The flower heads are set individually on the top of up to 8 cm (3 in) long stalks. The heads contain both female ray and bisexual and male disc florets (so-called heterogamous capitula). At the base of the head, surrounding and protecting the florets before opening, are three unclear whorls of sepal-like bracts or scales (or phyllaries) that together make up the involucre, which is narrowly egg-shaped, about 7 mm (0.28 in) wide. The phyllaries are unequal in size. The outer whorl consists of few phyllaries of about 2½ mm (0.1 in) wide and ½ mm (0.02 in) wide, while the inner phyllaries are in two whorls, about 4½ mm (0.18 in) long and ½–1 mm (0.02–0.04 in) wide, with rough glandular hairs or hairless, with papery margins.

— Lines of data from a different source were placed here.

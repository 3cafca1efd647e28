use serde::Serialize;
use utoipa::ToSchema;

use crate::models::{RegionConfidence, StageTimings};
use crate::processing::{LineItem, OcrOutcome};

/// Recognized text of one image.
#[derive(Debug, Clone, Serialize, ToSchema)]
#[serde(rename_all = "camelCase")]
pub struct OcrResponse {
    pub text: String,
    pub regions: Vec<RegionConfidence>,
    /// Language tag the text was recognized with, e.g. `eng+deu`.
    pub language: String,
    /// Mean region confidence in `[0, 1]`; 0 when no text was found.
    pub mean_confidence: f32,
    pub timings: StageTimings,
}

impl From<OcrOutcome> for OcrResponse {
    fn from(outcome: OcrOutcome) -> Self {
        let mean_confidence = outcome.result.mean_confidence();
        let (text, regions, language) = outcome.result.into_parts();
        Self {
            text,
            regions,
            language: language.as_str().to_string(),
            mean_confidence,
            timings: outcome.timings,
        }
    }
}

/// Recognized text plus the shopping-list entries found in it.
#[derive(Debug, Clone, Serialize, ToSchema)]
#[serde(rename_all = "camelCase")]
pub struct ItemsResponse {
    pub text: String,
    pub items: Vec<LineItem>,
    pub mean_confidence: f32,
    pub timings: StageTimings,
}

/// Body of `POST /process-image`.
#[derive(Debug, Clone, Serialize, ToSchema)]
pub struct LegacyItemsResponse {
    pub items: Vec<LineItem>,
}
use async_trait::async_trait;
use tokio_util::sync::CancellationToken;

use crate::error::Result;
use crate::models::{LangTag, PageSegMode, RasterImage, RecognitionResult};

/// A text recognition backend.
///
/// Implementations must stop work promptly when `cancel` fires or when the
/// returned future is dropped; the adapter relies on dropping the future to
/// enforce its timeout.
#[async_trait]
pub trait OcrEngine: Send + Sync {
    /// Short identifier used in logs and health output.
    fn name(&self) -> &str;

    fn is_available(&self) -> bool {
        true
    }

    /// Page segmentation modes this engine accepts.
    fn supports_segmentation(&self, mode: PageSegMode) -> bool {
        // 0 only reports orientation, 2 is not implemented by Tesseract
        !matches!(mode, PageSegMode::OsdOnly | PageSegMode::AutoOnly)
    }

    async fn recognize(
        &self,
        image: &RasterImage,
        language: &LangTag,
        mode: PageSegMode,
        cancel: &CancellationToken,
    ) -> Result<RecognitionResult>;
}

/// Placeholder used when the configured backend could not be set up. Every
/// call fails with the reason it was disabled.
pub struct UnavailableEngine {
    reason: String,
}

impl UnavailableEngine {
    pub fn new(reason: impl Into<String>) -> Self {
        Self {
            reason: reason.into(),
        }
    }
}

#[async_trait]
impl OcrEngine for UnavailableEngine {
    fn name(&self) -> &str {
        "unavailable"
    }

    fn is_available(&self) -> bool {
        false
    }

    async fn recognize(
        &self,
        _image: &RasterImage,
        _language: &LangTag,
        _mode: PageSegMode,
        _cancel: &CancellationToken,
    ) -> Result<RecognitionResult> {
        Err(crate::error::TesseraError::Recognition(self.reason.clone()))
    }
}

Each head consists of approximately sixteen white, female ray florets encircling many yellow, bisexual disc florets. These ray florets are about 6 mm (¼ in) long and 1½ mm (0.06 in) wide, with glandular hears on the tube shaped base. The disc florets are about 4 mm (0.16 in) long and also have a glandular tube. Within the ray florets are five anthers merged into a tube through which the style grows while gathering the pollen on its shaft. Each anther is topped by a triangular extension. The pappus consists of many white bristles of about 3 mm (0.12 in) long standing out at an angle and set with protruding teeth from the base to the top. The dry, one-seeded, indehiscent fruits called cypselae are narrowly inverted egg-shaped in outline, about 2½ mm (0.1 in) and 1 mm (0.04 in) wide are dark brown in colour with two light ribs along the edge, are set with broad, very short hairs of 0.1 mm (0.004 in) long, and the surface without further sculpture or few scales.

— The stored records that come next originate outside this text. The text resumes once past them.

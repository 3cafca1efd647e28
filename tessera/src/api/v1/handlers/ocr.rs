//! v1 OCR handlers.
//!
//! Uploads arrive as `multipart/form-data` with a `file` field and optional
//! per-request overrides. The handlers translate the form into an
//! [`OcrRequest`], run it through the pipeline and wrap the outcome in an
//! [`ApiResponse`] envelope.

use std::time::Duration;

use axum::extract::multipart::{Field, MultipartError};
use axum::extract::{Multipart, State};
use axum::http::StatusCode;
use tokio_util::sync::CancellationToken;

use crate::api::v1::dto::OcrResponse;
use crate::api::v1::response::{ApiError, ApiResponse, ErrorCode, ResponseMeta};
use crate::api::AppState;
use crate::models::{ImageBlob, OcrRequest, PreprocessConfig, Threshold};

pub(super) fn parse_form_bool(value: &str) -> Option<bool> {
    match value.trim().to_lowercase().as_str() {
        "true" | "1" | "yes" | "on" => Some(true),
        "false" | "0" | "no" | "off" => Some(false),
        _ => None,
    }
}

fn invalid(message: impl Into<String>) -> ApiError {
    ApiError::new(ErrorCode::InvalidRequest, message)
}

fn multipart_error(err: MultipartError) -> ApiError {
    if err.status() == StatusCode::PAYLOAD_TOO_LARGE {
        return ApiError::new(ErrorCode::PayloadTooLarge, err.body_text());
    }
    invalid(format!("Invalid multipart body: {}", err.body_text()))
}

async fn read_text(field: Field<'_>, name: &str) -> Result<String, ApiError> {
    field
        .text()
        .await
        .map(|t| t.trim().to_string())
        .map_err(|e| invalid(format!("Invalid {name} value: {e}")))
}

fn parse_number<N: std::str::FromStr>(raw: &str, name: &str) -> Result<N, ApiError> {
    raw.parse::<N>()
        .map_err(|_| invalid(format!("{name} must be a non-negative integer, got '{raw}'")))
}

fn parse_bool(raw: &str, name: &str) -> Result<bool, ApiError> {
    parse_form_bool(raw)
        .ok_or_else(|| invalid(format!("{name} must be one of true/false/1/0/yes/no")))
}

async fn read_file(field: Field<'_>) -> Result<ImageBlob, ApiError> {
    let content_type = field.content_type().map(str::to_string);
    let bytes = field.bytes().await.map_err(multipart_error)?;
    Ok(ImageBlob::new(bytes.to_vec(), content_type))
}

/// Read only the image of an upload form. Other fields are skipped unparsed.
pub(super) async fn read_image_form(mut multipart: Multipart) -> Result<ImageBlob, ApiError> {
    let mut blob: Option<ImageBlob> = None;
    while let Some(field) = multipart.next_field().await.map_err(multipart_error)? {
        if matches!(field.name(), Some("file" | "image")) {
            blob = Some(read_file(field).await?);
        }
    }
    blob.ok_or_else(|| invalid("Missing required 'file' field"))
}

/// Read an OCR upload form. Preprocessing options not present in the form
/// keep their value from `base`.
pub(super) async fn read_ocr_form(
    mut multipart: Multipart,
    base: PreprocessConfig,
) -> Result<OcrRequest, ApiError> {
    let mut blob: Option<ImageBlob> = None;
    let mut language: Option<String> = None;
    let mut psm: Option<String> = None;
    let mut timeout: Option<Duration> = None;
    let mut preprocess = base;

    loop {
        let field = match multipart.next_field().await {
            Ok(Some(field)) => field,
            Ok(None) => break,
            Err(e) => return Err(multipart_error(e)),
        };
        let name = field.name().unwrap_or("").to_string();

        match name.as_str() {
            "file" | "image" => blob = Some(read_file(field).await?),
            "language" | "lang" => {
                let raw = read_text(field, "language").await?;
                if !raw.is_empty() {
                    language = Some(raw);
                }
            }
            "psm" | "segmentation" => {
                let raw = read_text(field, "psm").await?;
                if !raw.is_empty() {
                    psm = Some(raw);
                }
            }
            "grayscale" => {
                let raw = read_text(field, "grayscale").await?;
                preprocess.grayscale = parse_bool(&raw, "grayscale")?;
            }
            "threshold" => {
                let raw = read_text(field, "threshold").await?;
                preprocess.threshold = raw.parse::<Threshold>().map_err(invalid)?;
            }
            "deskew" => {
                let raw = read_text(field, "deskew").await?;
                preprocess.deskew = parse_bool(&raw, "deskew")?;
            }
            "denoise" => {
                let raw = read_text(field, "denoise").await?;
                preprocess.denoise = parse_number(&raw, "denoise")?;
            }
            "sharpen" => {
                let raw = read_text(field, "sharpen").await?;
                preprocess.sharpen = parse_bool(&raw, "sharpen")?;
            }
            "upscale" => {
                let raw = read_text(field, "upscale").await?;
                preprocess.upscale = parse_number(&raw, "upscale")?;
            }
            "timeoutMs" | "timeout_ms" => {
                let raw = read_text(field, "timeoutMs").await?;
                let ms: u64 = parse_number(&raw, "timeoutMs")?;
                if ms == 0 {
                    return Err(invalid("timeoutMs must be greater than 0"));
                }
                timeout = Some(Duration::from_millis(ms));
            }
            _ => {}
        }
    }

    let Some(blob) = blob else {
        return Err(invalid("Missing required 'file' field"));
    };

    let mut request = OcrRequest::new(blob).with_preprocess(preprocess);
    if let Some(language) = language {
        request = request.with_language(language);
    }
    if let Some(psm) = psm {
        request = request.with_segmentation(psm);
    }
    if let Some(timeout) = timeout {
        request = request.with_timeout(timeout);
    }
    Ok(request)
}

/// `POST /api/v1/ocr`
///
/// Recognizes the text of one uploaded image. Options that are not sent fall
/// back to the service configuration.
#[utoipa::path(
    post,
    path = "/api/v1/ocr",
    tag = "ocr",
    operation_id = "ocr.recognize",
    request_body(
        content_type = "multipart/form-data",
        content = String,
        description = "Image `file` with optional language, psm, grayscale, threshold, deskew, denoise, sharpen, upscale and timeoutMs fields"
    ),
    responses(
        (status = 200, description = "Recognized text", body = OcrResponse),
        (status = 400, description = "Invalid request or unsupported option", body = ApiError),
        (status = 413, description = "Image too large", body = ApiError),
        (status = 415, description = "Unsupported image format", body = ApiError),
        (status = 422, description = "Image could not be decoded", body = ApiError),
        (status = 502, description = "OCR engine failure", body = ApiError),
        (status = 503, description = "Too many requests in flight", body = ApiError),
        (status = 504, description = "Recognition or request deadline expired", body = ApiError),
    )
)]
pub async fn recognize(
    State(state): State<AppState>,
    multipart: Multipart,
) -> ApiResponse<OcrResponse> {
    let base = *state.pipeline.preprocess_defaults();
    let request = match read_ocr_form(multipart, base).await {
        Ok(request) => request,
        Err(err) => return err.into(),
    };

    // Dropping the handler future (client went away) cancels the request.
    let cancel = CancellationToken::new();
    let _guard = cancel.clone().drop_guard();

    match state.pipeline.process(request, cancel).await {
        Ok(outcome) => {
            let meta = ResponseMeta {
                request_id: outcome.request_id,
            };
            ApiResponse::success_with_meta(OcrResponse::from(outcome), meta)
        }
        Err(failure) => failure.into(),
    }
}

=== Differences between the subspecies ===
The typical subspecies has leaves of about 6 x 4½ cm with few strong teeth, and yellow disc florets. Subspecies ionops has leaves of 2½ cm long with weak teeth, and disc florets that are dark wine red in the upper parts.

== Taxonomy ==
The first name that was given to what probably is this species, is Aster oppositifolius, in volume 6 of the Amoenitates Academicae by Carl Linnaeus in 1763; but it lacks a description, rendering it invalid. This name was later associated with Felicia amelloides. It was first described by William Aiton in his Hortus Kewensis of 1789 and he named it Aster cymbalariae. Nees von Esenbeck reassigned it in 1833, calling it Munichia cymbalariae. Étienne Pierre Ventenat described Cineraria hirsuta in 1803, and this was reassigned in 1836 by Augustin Pyramus de Candolle as Munichia hirsuta, and in 1865 by William Henry Harvey as Aster hirsutus, who also recognised A. cymbalariae with vars. cymbalariae and ionops. In 1822, Henri Cassini described Felicia brachyglossa, which was reassigned by himself in 1825, creating the name Munychia brachyglossa. In 1836, De Candole had distinguished Munichia cymbalariae β microcephala. Harry Bolus and Anthony Hurt Wolley-Dod made the correct combination Felica cymbalariae in 1950. In 1973, Jürke Grau considered these names synonymous, agreed with Harvey's variety, but raised it to subspecies level, and so created Felicia cymbalariae subsp. ionops. The species is considered to be part of the section Neodetris.

== Distribution ==
The subspecies ionops occurs with some overlap, generally more easterly, between the mountains around Clanwilliam in the north, via Worcester to Jonkershoek in the southeast and the Cape Peninsula in the southwest, with the Piketberg the northwestern corner of its distribution. The subspecies ionops occurs with some overlap, generally more easterly, between Clanwilliam in the north to Caledon in the south.

== Conservation ==
Both subspecies of Felicia cymbalariae have a stable population and their continued survival is considered to be of least concern.